Coagulation and Xenograft Rejection

Fibrin and platelet rich MT and myocardial coagulative necrosis are the prominent histologic features of GTKO cardiac xenograft rejection. Similar pathology is seen only in severe manifestations of antibody-mediated allograft rejection (57). It is unclear if this difference is the consequence of higher concentrations and greater diversity of non-Gal antibody, or due to known disparities in haemostatic regulation between pigs and humans (*58). Dysfunction of porcine thrombomodulin, and von Willebrand factor, spontaneous porcine EC dependent aggregation of human platelets, and loss of CD39 expression from activated ECs would all promote intragraft thrombosis (5962). These disparities may also contribute to systemic derangement of coagulation parameters sometimes reported after xenotransplantation (63). Systemic therapies using clinical antiplatelet and antithrombotic drugs or using activated protein C fail to prevent MT, fibrin deposition, or prolong xenograft survival (6468). This result may be due to the level of redundancy in haemostatic regulation, the intensity of non-Gal antibody-mediated rejection, or a failure to durably control haemostasis at the surface of the vascular EC. Numerous transgenic donor pigs designed to effect coagulation have recently been reported (6975) but their ability to prevent MT, systemic coagulopathies or prolong graft survival remains to be tested.

Conclusion

GTKO organs have eliminated the role of anti-Gal in DXR but DXR remains an aggressive form of antibody-mediated rejection involving chronic non-Gal antibody induced EC activation and injury and possible species restricted dysfunctions in haemostasis. New methods to block the effects of preformed and induced non-Gal antibody may be required for durable xenograft survival. Orthotopic cardiac xenotransplantation has demonstrated the ability of the porcine heart to support life in the nonhuman primate model for up to 2 months; however the efficacy of this approach is limited by early xenograft dysfunction. If improvements in early cardiac xenograft function can be achieved then cardiac xenotransplantation has the potential to make a significant impact in future cardiovascular care.

Key Points.

  1. GTKO donor organs eliminate the role of anti-Gal antibody in xenograft rejection.

  2. Cytotoxic non-Gal antibody is commonly present in nonhuman primates. Preformed non-Gal antibody contributes to early cardiac xenograft injury and is sufficient to induced hyperacute rejection at low frequency.

  3. Survival of GTKO and GTKO;hCRP organs has improved, but organ rejection remains an antibody-mediated process with chronic vascular antibody deposition and variable complement activation.

  4. Orthotopic cardiac xenotransplantation is limited by early perioperative cardiac xenograft dysfunction (PCXD), not observable in heterotopic xenotransplantation. The origin of PCXD may be related to porcine cardiac ischemic injury and the effects of preformed non-Gal antibody.

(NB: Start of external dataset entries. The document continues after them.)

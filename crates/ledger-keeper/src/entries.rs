//! Entry reads and balance corrections.

use ledger_types::validation::validate_ledger_entry_amounts;
use ledger_types::{
    Amount, BucketBalance, LedgerBucketAmount, LedgerEntry, LedgerError, LedgerKey, LedgerResult,
};

use crate::keeper::Keeper;
use crate::keys;
use crate::store::{get_json, scan_json, set_json};

impl Keeper {
    /// Entries of a ledger ordered by effective date, then sequence.
    /// Empty when the ledger does not exist.
    pub fn list_ledger_entries(&self, key: &LedgerKey) -> LedgerResult<Vec<LedgerEntry>> {
        if !self.has_ledger(key)? {
            return Ok(Vec::new());
        }
        let mut entries: Vec<LedgerEntry> = scan_json(self.store.as_ref(), &keys::entries_prefix(key))?
            .into_iter()
            .map(|(_, entry)| entry)
            .collect();
        entries.sort_by(LedgerEntry::chronological_cmp);
        Ok(entries)
    }

    pub fn get_ledger_entry(&self, key: &LedgerKey, correlation_id: &str) -> LedgerResult<Option<LedgerEntry>> {
        get_json(self.store.as_ref(), &keys::entry_key(key, correlation_id))
    }

    pub fn require_get_ledger_entry(&self, key: &LedgerKey, correlation_id: &str) -> LedgerResult<LedgerEntry> {
        self.get_ledger_entry(key, correlation_id)?
            .ok_or_else(|| LedgerError::not_found("ledger entry"))
    }

    /// Correct the amounts of an existing entry. Nothing else changes.
    pub fn update_entry_balances(
        &self,
        key: &LedgerKey,
        correlation_id: &str,
        total_amt: Amount,
        applied_amounts: Vec<LedgerBucketAmount>,
        balance_amounts: Vec<BucketBalance>,
    ) -> LedgerResult<()> {
        let mut entry = self
            .get_ledger_entry(key, correlation_id)?
            .ok_or_else(|| LedgerError::not_found("entry"))?;

        validate_ledger_entry_amounts(total_amt, &applied_amounts, &balance_amounts)?;

        entry.total_amt = total_amt;
        entry.applied_amounts = applied_amounts;
        entry.balance_amounts = balance_amounts;
        self.put_entry(key, &entry)
    }

    pub(crate) fn put_entry(&self, key: &LedgerKey, entry: &LedgerEntry) -> LedgerResult<()> {
        set_json(
            self.store.as_ref(),
            &keys::entry_key(key, &entry.correlation_id),
            entry,
        )
    }
}
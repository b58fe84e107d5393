//! Day-granularity dates.
//!
//! Ledger dates are stored as the number of days since 1970-01-01 (UTC).

use chrono::{NaiveDate, Utc};

use crate::error::{LedgerError, LedgerResult};

fn epoch() -> NaiveDate {
    NaiveDate::from_ymd_opt(1970, 1, 1).unwrap_or_default()
}

/// Days since the Unix epoch for a calendar date.
pub fn days_since_epoch(date: NaiveDate) -> i32 {
    (date - epoch()).num_days() as i32
}

/// Calendar date for a day count, if it is representable.
pub fn date_from_days(days: i32) -> Option<NaiveDate> {
    epoch().checked_add_signed(chrono::Duration::days(days as i64))
}

/// Today's day count in UTC.
pub fn today() -> i32 {
    days_since_epoch(Utc::now().date_naive())
}

/// Parse either a `YYYY-MM-DD` date or a raw day count.
pub fn parse_day(input: &str) -> LedgerResult<i32> {
    let input = input.trim();
    if let Ok(days) = input.parse::<i32>() {
        return Ok(days);
    }
    NaiveDate::parse_from_str(input, "%Y-%m-%d")
        .map(days_since_epoch)
        .map_err(|e| LedgerError::invalid_field("date", format!("{:?}: {}", input, e)))
}
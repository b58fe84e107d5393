//! `chunked-bulk-import`: stream a file into the local chain.

use anyhow::{anyhow, Result};
use clap::Parser;
use std::io::{BufRead, Write};
use std::path::PathBuf;

use ledger_import::{CommitWaitConfig, ImportOrchestrator, SessionPlan};
use ledger_types::env_utils::env_bool;

use super::{output, status_store, ChainArgs, LimitArgs};

#[derive(Parser, Debug)]
pub struct ImportCmd {
    /// JSON file with a `ledgerToEntries` array
    pub file: PathBuf,

    /// Chunk size bound in bytes before gas optimization (default: 5000000)
    pub max_chunk_size_bytes: Option<usize>,

    /// Name of the import; pass an existing one to resume it
    #[arg(long)]
    pub import_id: Option<String>,

    /// Do not ask for confirmation
    #[arg(long, short = 'y')]
    pub yes: bool,

    /// Directory for status files
    #[arg(long)]
    pub status_dir: Option<PathBuf>,

    #[command(flatten)]
    pub chain: ChainArgs,

    #[command(flatten)]
    pub limits: LimitArgs,
}

fn confirm(prompt: &str) -> Result<bool> {
    eprint!("{} [y/N] ", prompt);
    std::io::stderr().flush()?;
    let mut answer = String::new();
    std::io::stdin()
        .lock()
        .read_line(&mut answer)
        .map_err(|e| anyhow!("Failed to read confirmation: {}", e))?;
    Ok(matches!(answer.trim().to_ascii_lowercase().as_str(), "y" | "yes"))
}

impl ImportCmd {
    pub async fn execute(&self, json_output: bool, verbose: bool) -> Result<()> {
        if !self.file.exists() {
            return Err(anyhow!("import file {} not found", self.file.display()));
        }
        let (chain, signer) = self.chain.open()?;
        let config = self.limits.config(self.max_chunk_size_bytes);
        // The local chain commits synchronously, so only wait when asked to.
        let wait = CommitWaitConfig::from_env_with(CommitWaitConfig::immediate());
        let orchestrator =
            ImportOrchestrator::for_chain(config, status_store(self.status_dir.as_ref()), chain, signer)
                .with_commit_wait(wait);

        let session = match orchestrator.prepare(&self.file, self.import_id.as_deref()).await? {
            SessionPlan::AlreadyCompleted(status) => {
                if json_output {
                    println!("{}", serde_json::to_string_pretty(&status)?);
                } else {
                    println!("Import {} already completed", status.import_id);
                }
                return Ok(());
            }
            SessionPlan::Ready(session) => session,
        };

        if !json_output {
            output::print_session(&session, orchestrator.status_store());
        }

        if !(self.yes || env_bool("LEDGER_IMPORT_ASSUME_YES")) && !confirm("Proceed with import?")? {
            println!(
                "Import cancelled; resume with --import-id {}",
                session.import_id()
            );
            return Ok(());
        }

        let report = orchestrator.run(session).await?;
        output::print_report(&report, json_output, verbose)
    }
}
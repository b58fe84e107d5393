//! Correlation id lookups over an import file.

use anyhow::{anyhow, Result};
use std::fs::File;
use std::io::{BufRead, BufReader};
use std::path::Path;

use ledger_types::LedgerToEntries;

use crate::chunker::{RecordCursor, RECORD_FIELDS};
use crate::json_stream::JsonArrayStream;

/// The id of the entry that follows `after` in file order, crossing record
/// boundaries. `None` when `after` is the last entry; an error when it does
/// not occur at all.
pub fn find_next_correlation_id_after<R: BufRead>(reader: R, after: &str) -> Result<Option<String>> {
    let mut stream = JsonArrayStream::open(reader, RECORD_FIELDS)?;
    let mut found = false;
    while let Some(raw) = stream.next_raw()? {
        let record: LedgerToEntries = serde_json::from_slice(&raw)
            .map_err(|e| anyhow!("failed to decode LedgerToEntries: {}", e))?;
        for entry in record.entries {
            if found {
                return Ok(Some(entry.correlation_id));
            }
            found = entry.correlation_id == after;
        }
    }
    if found {
        Ok(None)
    } else {
        Err(anyhow!("correlation id {:?} not found in input", after))
    }
}

pub fn find_next_correlation_id_in_file(path: &Path, after: &str) -> Result<Option<String>> {
    let file = File::open(path).map_err(|e| anyhow!("Failed to open {}: {}", path.display(), e))?;
    find_next_correlation_id_after(BufReader::new(file), after)
}

/// The record position just past the entry `after`.
pub fn cursor_after_correlation_id<R: BufRead>(reader: R, after: &str) -> Result<RecordCursor> {
    let mut stream = JsonArrayStream::open(reader, RECORD_FIELDS)?;
    let mut index = 0;
    while let Some(raw) = stream.next_raw()? {
        let record: LedgerToEntries = serde_json::from_slice(&raw)
            .map_err(|e| anyhow!("failed to decode LedgerToEntries at index {}: {}", index, e))?;
        if let Some(pos) = record.entries.iter().position(|e| e.correlation_id == after) {
            return Ok(if pos + 1 == record.entries.len() {
                RecordCursor::new(index + 1, 0)
            } else {
                RecordCursor::new(index, pos + 1)
            });
        }
        index += 1;
    }
    Err(anyhow!("correlation id {:?} not found in input", after))
}

pub fn cursor_after_correlation_id_in_file(path: &Path, after: &str) -> Result<RecordCursor> {
    let file = File::open(path).map_err(|e| anyhow!("Failed to open {}: {}", path.display(), e))?;
    cursor_after_correlation_id(BufReader::new(file), after)
}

  5. Further progress towards clinical use of cardiac xenotransplantation will require techniques to mitigate PCXD and new therapies to control both preformed and induced non-Gal antibody.

Acknowledgements

This work was supported by NIH Grant AI66310, CBRC Grant from University College London, and supplemental funding from the Mayo Clinic. The authors wish to acknowledge the expert technical contributions of Karen Schumacher in preparation of this manuscript.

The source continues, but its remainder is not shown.